На следующий день я полезла в шкатулку за бабушкиными серёжками с рубинами. Хотела надеть на день рождения к подруге. Шкатулка была девственно пуста. Только бархатная подушечка с вмятинами от колец, как следы на песке.
Я ничего не сказала. Просто вышла на кухню, открыла мусорное ведро и высыпала туда остатки его сухарей вместе с пластмассовой миской. И ушла. Молча. Потому что говорить было нечего. Всё стало ясно без слов.
В тот же вечер он заявился в комнату, когда я смотрела в стену, и завёл шарманку.
— Танюш, ты пойми, нам нужны были оборотные средства. Рынок даёт окно возможностей. Я взял на время. Ты ничего не понимаешь в больших деньгах! — и тут его прорвало. Он орал так, что стекла дрожали. — Вы все, бабы, мыслите сиюминутно! Курица, квочка, дальше сковородки не видишь! Я для нас стараюсь! Для семьи! А ты ноешь из-за каких-то побрякушек!

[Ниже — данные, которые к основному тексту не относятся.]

/*!
 * Allocator Limits and Defaults
 *
 * Default block manager parameters, grouped by the structure they size.
 * `BlockManagerConfig::default()` is built from these values.
 */

// =============================================================================
// BLOCK RECORD POOL
// =============================================================================

/// Block records created when the manager is constructed
pub const DEFAULT_POOL_INITIAL_RECORDS: usize = 64;

/// Hard cap on block records owned by one manager
pub const DEFAULT_POOL_MAX_RECORDS: usize = 1024;

/// Records added each time the pool list runs dry
pub const DEFAULT_POOL_INCREMENT: usize = 64;

// =============================================================================
// HEAP CHAIN
// =============================================================================

/// Size of the first heap requested through `grow_heap` (512KB)
pub const DEFAULT_HEAP_INITIAL_SIZE: usize = 512 * 1024;

/// Size of every subsequent heap (512KB)
pub const DEFAULT_HEAP_INCREMENT: usize = 512 * 1024;

/// Upper bound on the sum of all registered heap sizes (16MB)
pub const DEFAULT_HEAP_MAX_TOTAL: usize = 16 * 1024 * 1024;

/// Upper bound on registered heaps (32 x 512KB = 16MB)
pub const DEFAULT_HEAP_MAX_COUNT: usize = 32;

// =============================================================================
// BLOCK GEOMETRY
// =============================================================================

/// Block granularity (2KB), also the implicit minimum alignment
pub const DEFAULT_HEAP_GRANULARITY: usize = 0x0800;

/// Smallest fragment a split may leave behind (2KB)
pub const DEFAULT_MIN_BLOCK_SIZE: usize = 0x0800;

/// Alignment of scratch space blocks
pub const SCRATCH_SPACE_ALIGN: usize = 1024;

/// Most blocks a single batch allocation may request
pub const MAX_BATCH_BLOCKS: usize = 64;

// =============================================================================
// PRESSURE THRESHOLDS
// =============================================================================

/// Usage ratio reported as medium pressure
pub const PRESSURE_MEDIUM_RATIO: f64 = 0.60;

/// Usage ratio reported as high pressure
pub const PRESSURE_HIGH_RATIO: f64 = 0.80;

/// Usage ratio reported as critical pressure
pub const PRESSURE_CRITICAL_RATIO: f64 = 0.95;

Я молчала. Не потому что испугалась, а потому что в голове, как в плохом кино, прокручивалась цифра. Пять миллионов. Три года мы с ним горбатились. Я в поликлинике регистратором на две ставки, он на стройке прорабом. Отказывали себе во всём. Я зимние сапоги три сезона в мастерскую носила, потому что на новые денег жаба душила. Копили на трёшку, чтобы разъехаться с выросшими детьми. И вот эти пять миллионов, лежавшие на счёте в банке под скромный процент, оказывается, уже месяц как превратились в «окно возможностей».
— Куда ты вложил? — спросила я, чувствуя, как немеют кончики пальцев.
— В надёжный фонд, — отрезал он. — Через месяц получим десять. Иди борщ вари.
Борщ я варить не стала. Вместо этого пошла в ванную и включила воду. Как та Мария из соседнего подъезда, про которую недавно читала в Дзене. Смешно, но именно в тот момент я вспомнила этот рассказ. Села на край ванны и зарыдала. Но недолго. Потому что жалость к себе быстро сменилась каким-то злым, незнакомым мне доселе любопытством. «Что дальше, Витя?»
Дальше был цирк с конями. Через три недели по телевизору сказали, что фонд «Гарант-Инвест» приказал долго жить. Основатель сбежал за границу. Тысячи обманутых вкладчиков. Виктор в тот вечер нажрался, как сапожник, и плакал пьяными слезами, уткнувшись мне в колени.
— Прости, дурака. Всё. Кранты. Я как знал, надо было брать деньгами.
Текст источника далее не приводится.